In [1]:
%run Latex_macros.ipynb
%run beautify_plots.py

<IPython.core.display.Latex object>

In [2]:
# My standard magic !  You will see this in almost all my notebooks.

from IPython.core.interactiveshell import InteractiveShell
InteractiveShell.ast_node_interactivity = "all"

# Reload all modules imported with %aimport
%load_ext autoreload
%autoreload 1

%matplotlib inline

In [3]:
import numpy as np
import pandas as pd
import matplotlib.pyplot as plt

import cnn_helper
%aimport cnn_helper

nn_ch = cnn_helper.Charts_Helper(save_dir="/tmp", visible=False)

In [4]:
# Create files containing charts
create = False

if create:
    file_map = nn_ch.create_charts()
    print(file_map)

# Receptive Field

Consider one element in some layer let $v$ denote its value.
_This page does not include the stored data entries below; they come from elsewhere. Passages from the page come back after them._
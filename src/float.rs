use ordered_float::NotNan;

/// Added to probabilities before taking their logarithm, so that empty cells don't yield `log2(0)`.
pub const ENTROPY_EPSILON: f64 = std::f64::EPSILON;

/// Smallest amount of probability mass that is still accepted as a normalizer.
pub const MIN_NORMALIZER: f64 = 1.0e-300;

/// Returns the index of the smallest value.
///
/// Ties are resolved to the first occurrence.
/// `None` is returned if `xs` is empty or contains a NaN.
pub fn argmin<I>(xs: I) -> Option<usize>
where
    I: IntoIterator<Item = f64>,
{
    let mut best: Option<(usize, NotNan<f64>)> = None;
    for (i, x) in xs.into_iter().enumerate() {
        let x = NotNan::new(x).ok()?;
        match best {
            Some((_, y)) if y <= x => {}
            _ => best = Some((i, x)),
        }
    }
    best.map(|(i, _)| i)
}

/// Returns the index of the value nearest to `target` (by absolute difference).
///
/// Ties are resolved to the first occurrence.
pub fn nearest<'a, I>(xs: I, target: f64) -> Option<usize>
where
    I: IntoIterator<Item = &'a f64>,
{
    argmin(xs.into_iter().map(|x| (x - target).abs()))
}

/// Shannon entropy in bits: `-Σ p·log2(p + ε)`.
pub fn entropy<'a, I>(ps: I) -> f64
where
    I: IntoIterator<Item = &'a f64>,
{
    -ps.into_iter()
        .map(|&p| p * (p + ENTROPY_EPSILON).log2())
        .sum::<f64>()
}
//! Adaptive procedures.
use crate::trial::{IdGen, Response, Trial};
use crate::Result;

/// Adaptive psychophysical procedure.
///
/// A trial runner alternates between `ask` and `tell`.
/// Several procedures can be driven in an interleaved fashion, each owning its own state.
pub trait AdaptiveProcedure {
    /// Asks the next trial to be presented.
    ///
    /// The observed response should be told to this procedure.
    ///
    /// # Errors
    ///
    /// Implementations may return an `ErrorKind::InvalidInput` error
    /// if the previously asked trial has not been told yet.
    fn ask<G: IdGen>(&mut self, idg: &mut G) -> Result<Trial>;

    /// Tells the response of an asked trial to this procedure.
    ///
    /// # Errors
    ///
    /// Implementations may return an `ErrorKind::InvalidInput` error
    /// if the trial is unknown to (or has not been asked by) this procedure.
    fn tell(&mut self, trial: Trial<Response>) -> Result<()>;
}
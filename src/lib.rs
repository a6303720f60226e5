//! Bayesian adaptive estimation of psychometric functions.
//!
//! This crate implements the PSI method: a grid-based Bayesian filter over the threshold,
//! slope and lapse rate of a psychometric function, which presents on each trial the stimulus
//! that minimizes the expected entropy of the posterior.
//!
//! # Examples
//!
//! ```
//! use psitrack::axis::{AxisSpec, ParameterAxis, Spacing};
//! use psitrack::psi::PsiOptions;
//! use psitrack::{PsychometricFamily, Response};
//!
//! # fn main() -> psitrack::Result<()> {
//! let stimulus = AxisSpec::new(-10.0, 10.0, 1.0, Spacing::Linear)?;
//! let threshold = ParameterAxis::linear(-10.0, 10.0, 1.0)?;
//! let slope = ParameterAxis::logarithmic(0.1, 10.0, 10f64.powf(0.25))?;
//! let lapse = ParameterAxis::linear(0.0, 0.1, 0.05)?;
//! let mut engine =
//!     PsiOptions::new(PsychometricFamily::Logistic, stimulus, threshold, slope, lapse).finish()?;
//!
//! let x = engine.next_stimulus();
//! let response = if x > 0.0 { Response::Correct } else { Response::Incorrect };
//! engine.update(response)?;
//! assert_eq!(engine.history().count(), 1);
//! # Ok(())
//! # }
//! ```
#[macro_use]
extern crate trackable;

pub use self::error::{Error, ErrorKind};
pub use self::procedure::AdaptiveProcedure;
pub use self::psychometric::{PsychometricFamily, PsychometricParams};
pub use self::trial::{Estimate, IdGen, Response, SerialIdGenerator, Trial, TrialId, TrialRecord};

pub mod axis;
pub mod psi;
pub mod psychometric;
pub mod range;
pub mod space;
pub mod trial;

mod error;
mod float;
mod procedure;

/// This crate specific `Result` type.
pub type Result<T> = std::result::Result<T, Error>;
The *receptive field*  for the element
- are the set of *layer 0 locations* 
- that affect the value $v$

We illustrate with inputs with
- one non-feature dimension
- one feature

We will index the locations
- so that the indices are all relative to a center location which we define as $0$


\begin{array}{lccccc} \\
\text{Inputs: } & \fbox{-3} & \fbox{-2} & \fbox{-1} & \fbox{0} & \fbox{+1} & \fbox{+2 }               &  \\
\end{array}

Let's consider
- a convolutional layer with $f = 3$
- show the receptive field for the central input location and its neighbors

The right column explains which locations contributed to the receptive field for the central location

\begin{array}{lccccc} \\
\text{Inputs: } & \fbox{-3} & \fbox{-2} & \fbox{-1} & \fbox{0} & \fbox{+1} & \fbox{+2 }               &  \\
\text{Layer 1 field} & &  & \fbox{[ -2: 0 ]} & \fbox{[ -1: +1 ]} & \fbox{[0:+2]} & &   \text{left: } & \fbox{-1 }& \cup & \text{right: } & \fbox{+1} \\
\end{array}

The receptive field for the center location are input locations $-1$ through $+1$.

This is because
- when we center the kernel of size $f = 3$ at location $0$
- locations $[-1:+1]$ are included in the dot product

We similarly show the receptive field for the two neighbors
- lower and upper boundaries are offset by $1$ relative to the central location

## Adding a second convolutional layer

Let us add a second convolutional layer with $f = 3$ and look at the receptive field
for the central location.

Again: the explanation for the central receptive field is given in the last column.

\begin{array}{lccccc} \\
\text{Inputs: } & \fbox{-3} & \fbox{-2} & \fbox{-1} & \fbox{0} & \fbox{+1} & \fbox{+2 }               &  \\
\text{Layer 1 field} & &  & \fbox{[ -2: 0 ]} & \fbox{[ -1: +1 ]} & \fbox{[0:+2]} & &   \text{left: } & \fbox{-1 }& \cup & \text{right: } & \fbox{+1} \\
\text{Layer 2 field}   &    &  &  &\fbox{[-2:+2]} &  &           &         \text{left: }  & \fbox{[-2:0 ]} & \cup &  \text{right: } &  \fbox{[0:+2]} \\
\end{array}

When the filter of the Layer 2 Convolution is centered over location $0$
the following elements appear in the dot product
- Layer $1$ element at location $-1$ is included; it's receptive field is $[-2:0]$
- Layer $1$ element at location $0$ is included; it's receptive field is $[-1:+1]$
- Layer $1$ element at location $+1$ is included; it's receptive field is $[0:+2]$

Thus the Layer 2 value at location $0$
- has a receptive field $[-2:+2]$

**Remember**

The receptive field are the **Layer 0** locations affected by the dot product.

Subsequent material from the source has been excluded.